Rating: 2/5

The Story of Ain’t

David Skinner, The Story of Ain’t: America, Its Language, and the Most Controversial Dictionary Ever Published (New York: Harper, 2012).

It’s books like this that make me question my sanity. I read the jacket and promotional copy, I read the reviews, and I have to start to wonder if it’s just me. This book was awful! The only reason it’s getting 2 stars is because there is some kernel of interesting history here; it’s just very, very difficult to find. Read on if you want to hear me rant.
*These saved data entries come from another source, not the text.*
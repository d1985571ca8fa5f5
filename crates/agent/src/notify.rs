//! SMS completion notifications.
//!
//! Delivers the fixed "appliance finished" message through an SMS
//! gateway (HTTP POST with basic auth). Delivery is fire-and-forget
//! from the evaluation loop's perspective: failures are logged by the
//! caller and never retried within the same cycle.

use std::collections::HashMap;
use std::time::Duration;

use serde::Serialize;

use crate::config::SmsConfig;

/// HTTP request timeout for a single delivery attempt.
const REQUEST_TIMEOUT: Duration = Duration::from_secs(10);

/// Error type for notification delivery failures.
#[derive(Debug, thiserror::Error)]
pub enum NotifyError {
    /// The underlying HTTP request failed (network, DNS, timeout).
    #[error("HTTP request failed: {0}")]
    Request(#[from] reqwest::Error),

    /// The gateway returned an unexpected status code.
    #[error("SMS gateway returned HTTP {0}")]
    HttpStatus(u16),
}

#[derive(Debug, Serialize)]
struct SmsPayload<'a> {
    message: &'a str,
    #[serde(rename = "phoneNumbers")]
    phone_numbers: Vec<&'a str>,
}

/// Sends completion messages through the configured SMS gateway.
pub struct SmsNotifier {
    config: SmsConfig,
    /// Registry user identifier -> destination phone number.
    phone_book: HashMap<String, String>,
    /// When set, every configured number is notified instead of only
    /// the monitor owner's.
    notify_all: bool,
    client: reqwest::Client,
}

impl SmsNotifier {
    pub fn new(config: SmsConfig, phone_book: HashMap<String, String>, notify_all: bool) -> Self {
        let client = reqwest::Client::builder()
            .timeout(REQUEST_TIMEOUT)
            .build()
            .expect("Failed to build reqwest HTTP client");
        Self {
            config,
            phone_book,
            notify_all,
            client,
        }
    }

    /// Resolve the destination numbers for a completion owned by
    /// `user`. Empty when the user is unknown and broadcast is off.
    pub fn recipients_for(&self, user: &str) -> Vec<&str> {
        if self.notify_all {
            let mut numbers: Vec<&str> = self.phone_book.values().map(String::as_str).collect();
            numbers.sort_unstable();
            return numbers;
        }
        self.phone_book
            .get(user)
            .map(|n| vec![n.as_str()])
            .unwrap_or_default()
    }

    /// Deliver `message` for a completion owned by `user`.
    ///
    /// An unknown user is skipped with a log line rather than treated
    /// as an error; there is simply nobody to tell.
    pub async fn notify(&self, user: &str, message: &str) -> Result<(), NotifyError> {
        let recipients = self.recipients_for(user);
        if recipients.is_empty() {
            tracing::warn!(user, "Unknown user, skipping SMS notification");
            return Ok(());
        }

        let payload = SmsPayload {
            message,
            phone_numbers: recipients,
        };

        let response = self
            .client
            .post(&self.config.url)
            .basic_auth(&self.config.user, Some(&self.config.password))
            .json(&payload)
            .send()
            .await?;

        // The gateway answers 200 on synchronous delivery and 202 on
        // queued delivery; anything else is a failure.
        match response.status().as_u16() {
            200 | 202 => {
                tracing::info!(user, "SMS sent successfully");
                Ok(())
            }
            other => Err(NotifyError::HttpStatus(other)),
        }
    }
}

// ---------------------------------------------------------------------------
// Tests
// ---------------------------------------------------------------------------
I read for a living—6 hours a day at least—and I love it, but it has meant that I am a little tougher on my recreational reading. It had better be good—oh, and it had better have been edited already. This book was one of the most aimless, disorganized wrecks I’ve read in a long time. Skinner commits what all my history professors considered a cardinal sin: writing a meandering yet factual, chronological list of people and events with no narrative thread or glue to bring everything together. I can’t believe a publisher like HarperCollins would let a book like this out into the wild. The copy editing was fine (except for one glaring instance where the reader is directed to a non-existent photo), but apparently the manuscript never crossed the desk of a structural editor. (That or the author strong-armed the editor, to his great detriment.)

Clearly Skinner can write sufficiently well. His research skills certainly appear adequate and the material is fascinating stuff (to me, anyway). But this book read like a first draft. There was no continuity between chapters. At first I thought maybe he was dedicating each chapter to a different person, but suddenly 3 new people entered one chapter, then the next chapter break happened in the very middle of a continuous story element—out of the blue. He would introduce people with no preamble whatsoever and he never made any attempt to link them all together into some clear narrative chain. The actual controversy surrounding the dictionary was discussed in the prologue and then not again until over 200 pages in. Half the characters really had no direct bearing on the titular controversy at all. I was lost, bored, and confused throughout the entire book.

The more I think about this book the more clear it becomes to me that this is either a case of an author that disregarded all editorial input or a case of a publisher unable or unwilling to provide a decent structural editor to help turn a first draft into a professional, polished text. In either case, it’s the reader who loses. Don’t waste your time and energy on this book. Just don’t.